* _The problem_:
Return, exactly as written, every line from the first line of the data below through the line that contains "#[arg(long)]".
***** Data shown *****
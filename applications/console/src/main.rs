/// Podplay - headless episode player
use clap::Parser;
use podplay_console::{ConsoleApp, ConsoleConfig};
use std::path::PathBuf;
use tokio::io::BufReader;
use tracing_subscriber::{layer::SubscriberExt, util::SubscriberInitExt};

#[derive(Parser)]
#[command(name = "podplay")]
#[command(about = "Headless podcast episode player", long_about = None)]
struct Cli {
    /// Configuration file path
    #[arg(short, long)]
    config: Option<PathBuf>,

    /// Start playback as soon as an episode is loaded
    #[arg(short, long)]
    autoplay: bool,

    /// Episode reference reported alongside the initial location
    #[arg(short, long, requires = "audio_location")]
    episode: Option<String>,

    /// Print the effective configuration as TOML and exit
    #[arg(long)]
    print_config: bool,

    /// Audio location to load on startup
    audio_location: Option<String>,
}

#[tokio::main]
async fn main() -> anyhow::Result<()> {
    // Logs go to stderr; stdout carries snapshots
    tracing_subscriber::registry()
        .with(
            tracing_subscriber::EnvFilter::try_from_default_env()
                .unwrap_or_else(|_| "podplay=info,podplay_console=info,podplay_playback=info".into()),
        )
        .with(tracing_subscriber::fmt::layer().with_writer(std::io::stderr))
        .init();

    let cli = Cli::parse();

    let config = ConsoleConfig::load(cli.config.as_deref())?;
    config.validate()?;

    if cli.print_config {
        print!("{}", config.to_toml()?);
        return Ok(());
    }

    let app = ConsoleApp::start(&config, cli.autoplay)?;
    if let Some(location) = cli.audio_location {
        app.load(location, cli.episode)?;
    }

    let stdin = BufReader::new(tokio::io::stdin());
    app.run(stdin, std::io::stdout()).await?;

    tracing::info!("console player stopped");
    Ok(())
}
*****
* _Written answer_:
filename applications/console/src/main.rs
/// Podplay - headless episode player
use clap::Parser;
use podplay_console::{ConsoleApp, ConsoleConfig};
use std::path::PathBuf;
use tokio::io::BufReader;
use tracing_subscriber::{layer::SubscriberExt, util::SubscriberInitExt};

#[derive(Parser)]
#[command(name = "podplay")]
#[command(about = "Headless podcast episode player", long_about = None)]
struct Cli {
    /// Configuration file path
    #[arg(short, long)]
    config: Option<PathBuf>,

    /// Start playback as soon as an episode is loaded
    #[arg(short, long)]
    autoplay: bool,

    /// Episode reference reported alongside the initial location
    #[arg(short, long, requires = "audio_location")]
    episode: Option<String>,

    /// Print the effective configuration as TOML and exit
    #[arg(long)]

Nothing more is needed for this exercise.